More than a hundred performing arts organizations around the country raised funds for a groundbreaking study after a choir in Washington state became one of the first known COVID-19 superspreader events in the country.
"When we looked at that incident, we're like, 'Yep, this is going to be detrimental to all things performing arts if we don't figure out how to do this," says Dr. James Weaver of the National Federation of State High School Associations.
Weaver and Dr. Mark Spede of the College Band Directors National Association teamed up to support research looking at how to prevent the spread of the virus in performing arts settings, delving into the problem as early as April and May 2020.
The study, conducted by scientists at the University of Colorado Boulder and the University of Maryland, involved asking performers to sing or play alone in a room. Researchers used lasers and high-speed cameras to visualize how aerosols spread from instruments and singers, with and without filters.

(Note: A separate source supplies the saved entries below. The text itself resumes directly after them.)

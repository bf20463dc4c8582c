//! Column clause parsing.
//!
//! A column clause is one top-level element of a CREATE TABLE body that is
//! not a table constraint, e.g. `"email" VARCHAR(255) UNIQUE NOT NULL`.

use std::sync::LazyLock;

use regex::Regex;

use super::ident::{QUALIFIED_NAME, normalize_name, split_name_list};
use crate::error::ParseError;
use crate::ir::{Column, Constraint, Enum};

/// Declared type with optional length and array suffix.
static TYPE_RE: LazyLock<Regex> = LazyLock::new(|| {
    Regex::new(
        r#"^(?:"([^"]+)"|([\w$]+(?:\.[\w$]+)?))\s*(?:\(\s*(\d+)\s*(?:,\s*-?\d+\s*)?\))?\s*(\[\s*\])?"#,
    )
    .unwrap()
});

static IDENTITY_RE: LazyLock<Regex> = LazyLock::new(|| {
    Regex::new(
        r"(?i)\bGENERATED\s+(?:ALWAYS|BY\s+DEFAULT)\s+AS\s+IDENTITY(?:\s*\((?:[^()]|\([^()]*\))*\))?",
    )
    .unwrap()
});

static PRIMARY_KEY_RE: LazyLock<Regex> =
    LazyLock::new(|| Regex::new(r"(?i)\bPRIMARY\s+KEY\b").unwrap());

static UNIQUE_RE: LazyLock<Regex> = LazyLock::new(|| Regex::new(r"(?i)\bUNIQUE\b").unwrap());

static NOT_NULL_RE: LazyLock<Regex> =
    LazyLock::new(|| Regex::new(r"(?i)\bNOT\s+NULL\b").unwrap());

/// Default expression: a literal, a parenthesized expression or a call, with
/// one level of nested parentheses and an optional `::type` cast.
static DEFAULT_RE: LazyLock<Regex> = LazyLock::new(|| {
    Regex::new(concat!(
        r"(?i)\bDEFAULT\s+(",
        r"(?:'(?:[^']|'')*'",
        r"|\((?:[^()]|\([^()]*\))*\)",
        r"|[^\s,()']+(?:\s*\((?:[^()]|\([^()]*\))*\))?)",
        r"(?:\s*::\s*[\w.]+(?:\s*\[\s*\])?)?",
        r")",
    ))
    .unwrap()
});

static REFERENCES_RE: LazyLock<Regex> = LazyLock::new(|| {
    Regex::new(&format!(
        r"(?i)\bREFERENCES\s+({QUALIFIED_NAME})\s*(?:\(([^)]*)\))?"
    ))
    .unwrap()
});

static LITERAL_RE: LazyLock<Regex> = LazyLock::new(|| Regex::new(r"'(?:[^']|'')*'").unwrap());

/// Parse one column clause of `table`.
///
/// An inline `REFERENCES` clause appends a FOREIGN KEY constraint to
/// `constraints` with this column as its only source column.
pub fn parse_column(
    clause: &str,
    table: &str,
    enums: &[Enum],
    constraints: &mut Vec<Constraint>,
) -> Result<Column, ParseError> {
    let malformed = || ParseError::MalformedColumn {
        table: table.to_string(),
        clause: clause.to_string(),
    };

    let (name, rest) = split_identifier(clause).ok_or_else(malformed)?;

    let is_identity = IDENTITY_RE.is_match(rest);
    let rest = IDENTITY_RE.replace_all(rest, "");
    let rest = rest.trim();

    let caps = TYPE_RE.captures(rest).ok_or_else(malformed)?;
    let declared = caps
        .get(1)
        .or_else(|| caps.get(2))
        .map(|m| normalize_name(m.as_str()))
        .ok_or_else(malformed)?;
    let length = caps.get(3).and_then(|m| m.as_str().parse::<u32>().ok());
    let is_array = caps.get(4).is_some();

    let declared = if is_identity {
        identity_type(&declared).map(str::to_string).unwrap_or(declared)
    } else {
        declared
    };

    let is_enum = enums.iter().any(|e| e.name.eq_ignore_ascii_case(&declared));
    let mut typ = if is_enum {
        declared
    } else {
        declared.to_uppercase()
    };
    if is_array {
        typ.push_str("[]");
    }

    // Flags are matched with string literals blanked out so a default such
    // as 'unique' does not mark the column.
    let modifiers = LITERAL_RE.replace_all(rest, "''");
    let is_primary_key = PRIMARY_KEY_RE.is_match(&modifiers);
    let is_unique = is_primary_key || UNIQUE_RE.is_match(&modifiers);
    let nullable = !is_primary_key && !NOT_NULL_RE.is_match(&modifiers);

    let default_value = DEFAULT_RE
        .captures(rest)
        .and_then(|c| c.get(1))
        .map(|m| m.as_str().trim().to_string())
        .filter(|s| !s.is_empty());

    if let Some(refs) = REFERENCES_RE.captures(rest) {
        let target = normalize_name(&refs[1]);
        let target_columns = refs
            .get(2)
            .map(|m| split_name_list(m.as_str()))
            .filter(|cols| !cols.is_empty())
            .unwrap_or_else(|| vec!["id".to_string()]);
        constraints.push(Constraint::foreign_key(
            vec![name.clone()],
            target,
            target_columns,
        ));
    }

    Ok(Column {
        name,
        typ,
        nullable,
        default_value,
        is_primary_key,
        is_unique,
        length,
        is_enum,
    })
}

/// Split the leading column identifier from the rest of the clause.
fn split_identifier(clause: &str) -> Option<(String, &str)> {
    let clause = clause.trim();
    if let Some(quoted) = clause.strip_prefix('"') {
        let end = quoted.find('"')?;
        let rest = quoted[end + 1..].trim_start();
        Some((quoted[..end].to_string(), rest))
    } else {
        let (name, rest) = clause.split_once(' ')?;
        Some((name.to_string(), rest.trim_start()))
    }
}

/// Identity columns behave like serial columns downstream.
fn identity_type(declared: &str) -> Option<&'static str> {
    match declared.to_uppercase().as_str() {
        "INTEGER" | "INT" | "INT4" => Some("SERIAL"),
        "BIGINT" | "INT8" => Some("BIGSERIAL"),
        _ => None,
    }
}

"When you put on the mask or bell cover, the area that is immediately directly affected by a breath shrinks by one-third, which is enormous," says Dr. Jelena Srebric of the University of Maryland.
The study's authors put out a list of recommendations for performing arts groups that include the use of bell covers for bands and masks for choruses when they rehearse indoors. They also suggest physical distancing, added air filtration and playing outdoors whenever possible.
Weaver says roughly 20 states are requiring these steps and 20 more have some sort of recommendation to follow the guidelines.
The high school jazz ensemble in Wellesley, Mass. is going a step further. As junior Max Goldenson points out, even as he plays his trumpet, he's wearing a mask.
"There's a hole in the center and each side has a magnet on it, so you can kind of clip it closed whenever you're not playing," he says.
Down the hall, about 40 masked members of Wellesley High's "Keynote Singers" are back together, too, rehearsing a James Taylor song called That Lonesome Road.
"For all of us, this is our community. This is where we find joy in our day to day. It's a break from the schoolwork," says senior Nora Jarquin. "All my friends are in these choirs and in these groups. So to lose that was a really hard time. We don't want to do that again."
They're all hoping, with these new protective measures, that they won't have to.